**Instructions for the task:** Copy out every line of the listing in which "while" appears.

**Materials provided:**
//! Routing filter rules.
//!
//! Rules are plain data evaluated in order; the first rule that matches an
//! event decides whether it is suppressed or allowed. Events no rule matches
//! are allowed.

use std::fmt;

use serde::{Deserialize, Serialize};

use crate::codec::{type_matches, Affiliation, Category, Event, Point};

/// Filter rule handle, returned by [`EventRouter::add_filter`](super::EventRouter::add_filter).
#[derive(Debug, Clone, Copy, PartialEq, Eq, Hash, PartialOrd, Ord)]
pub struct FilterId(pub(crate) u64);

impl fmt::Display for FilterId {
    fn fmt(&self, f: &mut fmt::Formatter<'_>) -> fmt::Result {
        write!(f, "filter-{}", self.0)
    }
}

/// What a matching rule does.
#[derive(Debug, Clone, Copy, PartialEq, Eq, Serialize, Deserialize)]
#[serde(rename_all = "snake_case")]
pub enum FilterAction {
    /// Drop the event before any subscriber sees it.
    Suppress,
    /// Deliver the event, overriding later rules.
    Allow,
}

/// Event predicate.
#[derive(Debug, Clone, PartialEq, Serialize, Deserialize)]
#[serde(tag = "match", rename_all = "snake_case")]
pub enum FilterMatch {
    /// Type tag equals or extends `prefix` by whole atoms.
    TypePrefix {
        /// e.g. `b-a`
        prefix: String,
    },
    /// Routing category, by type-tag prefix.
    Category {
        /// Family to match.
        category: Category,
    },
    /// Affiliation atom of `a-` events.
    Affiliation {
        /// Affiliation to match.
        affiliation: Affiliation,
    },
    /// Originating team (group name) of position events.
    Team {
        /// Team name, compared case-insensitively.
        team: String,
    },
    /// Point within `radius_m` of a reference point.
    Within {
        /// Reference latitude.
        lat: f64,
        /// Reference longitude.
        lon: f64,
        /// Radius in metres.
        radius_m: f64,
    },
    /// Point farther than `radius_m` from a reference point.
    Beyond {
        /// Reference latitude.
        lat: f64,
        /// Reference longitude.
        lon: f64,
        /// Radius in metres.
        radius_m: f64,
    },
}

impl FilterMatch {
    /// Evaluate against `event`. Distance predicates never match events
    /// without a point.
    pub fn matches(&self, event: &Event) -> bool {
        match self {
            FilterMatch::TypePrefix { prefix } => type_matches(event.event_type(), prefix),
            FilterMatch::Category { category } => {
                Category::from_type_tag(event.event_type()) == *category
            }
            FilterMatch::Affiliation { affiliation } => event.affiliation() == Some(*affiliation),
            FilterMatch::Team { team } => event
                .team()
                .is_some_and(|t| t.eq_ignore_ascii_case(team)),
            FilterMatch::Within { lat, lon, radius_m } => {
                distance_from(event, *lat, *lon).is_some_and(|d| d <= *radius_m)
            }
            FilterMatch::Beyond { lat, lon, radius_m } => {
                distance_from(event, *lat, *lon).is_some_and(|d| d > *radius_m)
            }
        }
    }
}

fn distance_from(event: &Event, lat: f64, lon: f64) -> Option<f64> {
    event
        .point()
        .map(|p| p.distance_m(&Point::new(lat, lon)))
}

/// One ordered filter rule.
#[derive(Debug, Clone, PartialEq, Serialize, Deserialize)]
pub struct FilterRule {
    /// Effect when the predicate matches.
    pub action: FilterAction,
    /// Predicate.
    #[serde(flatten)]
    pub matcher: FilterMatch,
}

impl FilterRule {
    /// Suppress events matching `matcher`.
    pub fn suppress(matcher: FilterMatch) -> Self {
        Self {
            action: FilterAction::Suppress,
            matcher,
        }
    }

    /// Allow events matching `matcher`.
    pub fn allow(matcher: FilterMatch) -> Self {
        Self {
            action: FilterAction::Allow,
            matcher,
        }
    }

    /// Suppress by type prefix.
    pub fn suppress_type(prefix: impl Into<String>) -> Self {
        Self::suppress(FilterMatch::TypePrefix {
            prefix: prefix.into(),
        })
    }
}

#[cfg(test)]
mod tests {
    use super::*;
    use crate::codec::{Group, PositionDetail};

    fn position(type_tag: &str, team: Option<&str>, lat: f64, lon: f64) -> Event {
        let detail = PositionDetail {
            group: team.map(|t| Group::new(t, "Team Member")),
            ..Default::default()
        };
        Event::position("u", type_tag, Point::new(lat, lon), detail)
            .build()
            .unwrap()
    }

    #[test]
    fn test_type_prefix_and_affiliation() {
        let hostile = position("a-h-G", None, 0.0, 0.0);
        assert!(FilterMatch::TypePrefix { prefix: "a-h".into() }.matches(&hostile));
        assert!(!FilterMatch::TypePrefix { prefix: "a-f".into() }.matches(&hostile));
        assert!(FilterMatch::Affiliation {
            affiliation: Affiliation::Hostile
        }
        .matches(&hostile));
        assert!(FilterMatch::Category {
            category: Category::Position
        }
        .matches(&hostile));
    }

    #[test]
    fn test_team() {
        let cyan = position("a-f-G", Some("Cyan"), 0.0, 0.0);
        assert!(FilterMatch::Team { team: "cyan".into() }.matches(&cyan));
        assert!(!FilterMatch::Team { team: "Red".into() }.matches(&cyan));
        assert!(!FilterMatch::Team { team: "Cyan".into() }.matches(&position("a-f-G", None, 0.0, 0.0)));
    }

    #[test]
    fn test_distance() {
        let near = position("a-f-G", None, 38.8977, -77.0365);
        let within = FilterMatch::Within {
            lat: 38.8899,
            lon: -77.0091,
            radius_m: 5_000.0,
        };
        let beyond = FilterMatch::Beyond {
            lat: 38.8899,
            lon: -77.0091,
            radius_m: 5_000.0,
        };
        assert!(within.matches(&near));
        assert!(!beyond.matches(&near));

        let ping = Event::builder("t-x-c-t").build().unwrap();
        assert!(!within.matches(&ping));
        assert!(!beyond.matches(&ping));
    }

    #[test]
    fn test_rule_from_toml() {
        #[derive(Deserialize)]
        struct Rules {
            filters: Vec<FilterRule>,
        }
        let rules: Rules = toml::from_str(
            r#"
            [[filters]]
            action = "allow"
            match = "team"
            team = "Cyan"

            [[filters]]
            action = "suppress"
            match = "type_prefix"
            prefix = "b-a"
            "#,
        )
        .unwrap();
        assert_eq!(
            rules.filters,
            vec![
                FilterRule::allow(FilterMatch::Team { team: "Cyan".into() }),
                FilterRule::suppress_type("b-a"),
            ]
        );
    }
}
...
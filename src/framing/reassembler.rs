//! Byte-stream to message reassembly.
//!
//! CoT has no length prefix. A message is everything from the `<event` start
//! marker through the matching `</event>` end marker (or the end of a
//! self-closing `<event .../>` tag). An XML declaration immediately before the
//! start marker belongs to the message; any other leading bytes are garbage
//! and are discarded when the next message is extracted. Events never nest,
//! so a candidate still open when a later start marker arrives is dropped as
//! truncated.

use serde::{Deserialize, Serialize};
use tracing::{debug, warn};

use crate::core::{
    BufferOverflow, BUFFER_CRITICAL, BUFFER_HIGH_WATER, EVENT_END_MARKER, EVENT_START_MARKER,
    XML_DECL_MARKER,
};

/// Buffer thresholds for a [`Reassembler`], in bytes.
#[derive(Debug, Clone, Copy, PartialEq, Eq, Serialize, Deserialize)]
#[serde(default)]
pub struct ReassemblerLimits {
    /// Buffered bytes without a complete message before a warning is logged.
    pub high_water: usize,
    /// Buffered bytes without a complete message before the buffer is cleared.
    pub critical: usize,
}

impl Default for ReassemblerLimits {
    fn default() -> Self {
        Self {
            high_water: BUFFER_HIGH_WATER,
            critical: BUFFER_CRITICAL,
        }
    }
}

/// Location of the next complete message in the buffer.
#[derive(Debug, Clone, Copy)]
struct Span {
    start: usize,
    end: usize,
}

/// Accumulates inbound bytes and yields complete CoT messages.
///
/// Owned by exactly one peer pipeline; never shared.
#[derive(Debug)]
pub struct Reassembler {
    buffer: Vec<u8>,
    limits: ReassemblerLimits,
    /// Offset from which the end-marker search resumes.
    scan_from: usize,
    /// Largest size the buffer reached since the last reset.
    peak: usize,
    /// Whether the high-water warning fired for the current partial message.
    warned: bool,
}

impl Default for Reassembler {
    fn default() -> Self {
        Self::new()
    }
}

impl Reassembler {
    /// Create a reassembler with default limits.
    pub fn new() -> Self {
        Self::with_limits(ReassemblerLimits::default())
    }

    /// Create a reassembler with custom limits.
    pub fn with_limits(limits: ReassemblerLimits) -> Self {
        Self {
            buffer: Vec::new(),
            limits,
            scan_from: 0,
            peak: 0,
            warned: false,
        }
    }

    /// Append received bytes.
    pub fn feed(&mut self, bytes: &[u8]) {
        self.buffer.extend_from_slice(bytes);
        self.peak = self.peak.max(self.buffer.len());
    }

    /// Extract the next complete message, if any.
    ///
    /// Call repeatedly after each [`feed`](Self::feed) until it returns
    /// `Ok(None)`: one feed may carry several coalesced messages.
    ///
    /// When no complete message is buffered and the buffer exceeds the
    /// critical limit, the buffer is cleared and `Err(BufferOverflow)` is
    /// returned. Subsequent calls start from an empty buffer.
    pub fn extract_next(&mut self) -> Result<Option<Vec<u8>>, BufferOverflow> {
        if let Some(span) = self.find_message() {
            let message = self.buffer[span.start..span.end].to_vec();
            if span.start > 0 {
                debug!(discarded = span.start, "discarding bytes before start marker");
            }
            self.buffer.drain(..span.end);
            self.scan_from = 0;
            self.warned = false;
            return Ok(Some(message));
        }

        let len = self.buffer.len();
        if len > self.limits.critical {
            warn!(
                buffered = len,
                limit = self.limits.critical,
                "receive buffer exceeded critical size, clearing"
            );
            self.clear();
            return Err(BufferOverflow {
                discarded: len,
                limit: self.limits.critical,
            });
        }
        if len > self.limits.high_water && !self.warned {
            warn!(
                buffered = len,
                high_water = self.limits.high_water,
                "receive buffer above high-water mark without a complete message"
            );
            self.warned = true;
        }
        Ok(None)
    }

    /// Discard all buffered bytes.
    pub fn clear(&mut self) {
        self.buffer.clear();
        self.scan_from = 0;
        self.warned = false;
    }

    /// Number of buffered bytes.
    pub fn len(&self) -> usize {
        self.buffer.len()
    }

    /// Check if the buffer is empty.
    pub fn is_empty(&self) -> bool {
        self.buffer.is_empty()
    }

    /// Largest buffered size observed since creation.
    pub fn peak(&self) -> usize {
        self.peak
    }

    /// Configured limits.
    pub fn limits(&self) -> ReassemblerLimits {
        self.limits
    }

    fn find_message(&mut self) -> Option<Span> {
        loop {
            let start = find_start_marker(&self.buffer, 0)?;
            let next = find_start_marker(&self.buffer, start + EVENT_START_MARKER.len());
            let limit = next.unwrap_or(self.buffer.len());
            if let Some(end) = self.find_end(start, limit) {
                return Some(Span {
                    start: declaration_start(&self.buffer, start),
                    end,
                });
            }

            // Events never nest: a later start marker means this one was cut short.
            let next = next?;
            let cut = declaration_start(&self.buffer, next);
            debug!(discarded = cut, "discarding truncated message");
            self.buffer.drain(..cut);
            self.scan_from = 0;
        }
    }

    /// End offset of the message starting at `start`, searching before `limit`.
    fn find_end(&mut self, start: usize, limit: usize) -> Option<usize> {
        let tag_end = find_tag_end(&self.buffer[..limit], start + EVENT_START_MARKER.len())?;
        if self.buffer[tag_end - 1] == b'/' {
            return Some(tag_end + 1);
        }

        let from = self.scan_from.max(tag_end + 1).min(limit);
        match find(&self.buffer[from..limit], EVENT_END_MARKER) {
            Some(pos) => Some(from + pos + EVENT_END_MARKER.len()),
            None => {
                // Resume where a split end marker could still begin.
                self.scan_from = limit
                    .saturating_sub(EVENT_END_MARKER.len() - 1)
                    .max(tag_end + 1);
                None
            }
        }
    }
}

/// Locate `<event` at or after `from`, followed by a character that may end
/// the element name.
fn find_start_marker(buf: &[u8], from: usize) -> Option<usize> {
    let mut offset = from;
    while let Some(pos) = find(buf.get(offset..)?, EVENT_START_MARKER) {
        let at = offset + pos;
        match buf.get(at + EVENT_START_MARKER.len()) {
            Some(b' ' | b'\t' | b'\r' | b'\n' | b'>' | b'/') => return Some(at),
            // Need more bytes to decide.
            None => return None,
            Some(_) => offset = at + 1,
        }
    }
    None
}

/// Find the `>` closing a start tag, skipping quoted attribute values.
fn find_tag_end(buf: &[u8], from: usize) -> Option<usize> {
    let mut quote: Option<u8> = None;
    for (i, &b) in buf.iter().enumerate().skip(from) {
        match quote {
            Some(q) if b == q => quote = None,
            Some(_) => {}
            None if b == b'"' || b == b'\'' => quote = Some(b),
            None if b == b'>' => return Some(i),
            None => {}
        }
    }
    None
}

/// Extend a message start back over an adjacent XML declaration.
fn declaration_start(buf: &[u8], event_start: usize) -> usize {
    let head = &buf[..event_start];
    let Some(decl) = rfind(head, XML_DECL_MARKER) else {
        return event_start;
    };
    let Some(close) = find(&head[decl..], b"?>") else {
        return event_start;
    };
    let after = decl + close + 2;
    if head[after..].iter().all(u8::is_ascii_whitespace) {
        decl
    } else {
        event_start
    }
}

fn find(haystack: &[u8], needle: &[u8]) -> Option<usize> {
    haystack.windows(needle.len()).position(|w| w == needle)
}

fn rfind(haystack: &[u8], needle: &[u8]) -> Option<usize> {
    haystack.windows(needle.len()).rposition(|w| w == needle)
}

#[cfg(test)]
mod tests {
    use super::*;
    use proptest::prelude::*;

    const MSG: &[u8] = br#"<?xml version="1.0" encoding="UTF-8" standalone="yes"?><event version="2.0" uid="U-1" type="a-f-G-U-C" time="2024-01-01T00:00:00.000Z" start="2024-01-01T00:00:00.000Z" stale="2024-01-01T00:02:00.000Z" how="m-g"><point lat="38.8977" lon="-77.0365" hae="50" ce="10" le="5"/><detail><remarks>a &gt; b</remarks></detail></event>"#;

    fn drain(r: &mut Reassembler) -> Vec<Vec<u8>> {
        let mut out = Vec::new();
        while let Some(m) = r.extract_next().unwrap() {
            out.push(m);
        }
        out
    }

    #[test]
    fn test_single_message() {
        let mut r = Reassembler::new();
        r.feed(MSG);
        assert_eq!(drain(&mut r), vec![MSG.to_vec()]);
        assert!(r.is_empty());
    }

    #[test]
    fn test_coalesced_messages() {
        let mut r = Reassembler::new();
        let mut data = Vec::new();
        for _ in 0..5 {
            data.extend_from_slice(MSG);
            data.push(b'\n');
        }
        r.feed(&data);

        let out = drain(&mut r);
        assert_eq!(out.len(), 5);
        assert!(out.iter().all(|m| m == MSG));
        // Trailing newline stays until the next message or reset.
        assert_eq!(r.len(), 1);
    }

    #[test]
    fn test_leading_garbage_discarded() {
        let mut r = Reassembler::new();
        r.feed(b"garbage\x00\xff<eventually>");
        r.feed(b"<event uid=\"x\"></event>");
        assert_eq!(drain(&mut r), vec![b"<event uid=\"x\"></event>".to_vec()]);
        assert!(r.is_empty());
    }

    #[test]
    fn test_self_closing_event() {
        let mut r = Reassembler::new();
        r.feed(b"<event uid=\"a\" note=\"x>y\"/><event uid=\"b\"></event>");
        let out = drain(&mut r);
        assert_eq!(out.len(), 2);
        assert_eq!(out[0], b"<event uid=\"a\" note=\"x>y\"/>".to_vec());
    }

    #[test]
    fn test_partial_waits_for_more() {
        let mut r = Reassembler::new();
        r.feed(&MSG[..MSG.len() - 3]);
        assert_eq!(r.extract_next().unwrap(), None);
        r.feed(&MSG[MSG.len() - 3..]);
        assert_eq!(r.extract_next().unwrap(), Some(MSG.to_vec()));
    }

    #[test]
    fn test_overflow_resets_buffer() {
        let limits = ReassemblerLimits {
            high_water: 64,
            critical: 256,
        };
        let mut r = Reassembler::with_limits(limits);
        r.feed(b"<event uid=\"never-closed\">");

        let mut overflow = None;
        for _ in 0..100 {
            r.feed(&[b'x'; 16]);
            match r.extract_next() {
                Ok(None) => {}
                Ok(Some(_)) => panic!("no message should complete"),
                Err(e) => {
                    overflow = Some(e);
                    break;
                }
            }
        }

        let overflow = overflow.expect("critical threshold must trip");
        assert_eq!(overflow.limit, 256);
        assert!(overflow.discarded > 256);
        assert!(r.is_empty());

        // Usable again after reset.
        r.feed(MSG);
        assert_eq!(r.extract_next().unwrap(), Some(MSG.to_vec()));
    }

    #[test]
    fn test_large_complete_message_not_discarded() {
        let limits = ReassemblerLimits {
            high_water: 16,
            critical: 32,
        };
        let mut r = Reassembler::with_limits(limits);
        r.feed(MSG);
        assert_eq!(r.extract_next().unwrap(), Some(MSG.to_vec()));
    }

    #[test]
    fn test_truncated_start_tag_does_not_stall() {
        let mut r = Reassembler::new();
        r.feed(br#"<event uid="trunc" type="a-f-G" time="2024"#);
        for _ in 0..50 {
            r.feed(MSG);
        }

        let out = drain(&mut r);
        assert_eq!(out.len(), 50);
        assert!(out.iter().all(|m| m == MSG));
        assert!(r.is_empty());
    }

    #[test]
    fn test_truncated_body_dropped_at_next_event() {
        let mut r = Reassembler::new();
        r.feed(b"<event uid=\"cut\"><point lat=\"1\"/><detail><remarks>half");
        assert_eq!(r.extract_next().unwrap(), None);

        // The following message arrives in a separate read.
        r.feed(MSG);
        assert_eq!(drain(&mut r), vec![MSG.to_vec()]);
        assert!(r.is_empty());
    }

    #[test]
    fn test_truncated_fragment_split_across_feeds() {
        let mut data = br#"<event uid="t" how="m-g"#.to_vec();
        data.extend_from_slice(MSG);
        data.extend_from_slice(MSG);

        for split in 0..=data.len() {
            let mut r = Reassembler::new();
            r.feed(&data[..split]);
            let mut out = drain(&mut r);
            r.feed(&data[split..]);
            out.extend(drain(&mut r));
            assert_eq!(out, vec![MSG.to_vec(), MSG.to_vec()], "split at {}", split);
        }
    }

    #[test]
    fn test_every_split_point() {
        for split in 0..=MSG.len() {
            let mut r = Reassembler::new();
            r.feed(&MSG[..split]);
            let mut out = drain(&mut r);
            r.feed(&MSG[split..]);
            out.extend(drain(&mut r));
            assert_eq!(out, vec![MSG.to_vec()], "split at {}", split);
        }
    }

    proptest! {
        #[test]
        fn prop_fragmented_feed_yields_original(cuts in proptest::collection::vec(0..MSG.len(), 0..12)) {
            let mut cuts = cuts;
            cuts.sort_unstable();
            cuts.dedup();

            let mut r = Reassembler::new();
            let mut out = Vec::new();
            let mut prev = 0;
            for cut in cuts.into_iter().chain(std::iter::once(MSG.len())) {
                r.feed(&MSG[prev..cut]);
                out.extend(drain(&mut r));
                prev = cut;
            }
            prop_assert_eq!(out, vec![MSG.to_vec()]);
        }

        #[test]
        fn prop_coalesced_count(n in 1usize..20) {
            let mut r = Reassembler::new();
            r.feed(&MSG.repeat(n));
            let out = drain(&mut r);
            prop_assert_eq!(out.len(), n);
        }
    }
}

**Answer space:**
    while let Some(pos) = find(buf.get(offset..)?, EVENT_START_MARKER) {
        while let Some(m) = r.extract_next().unwrap() {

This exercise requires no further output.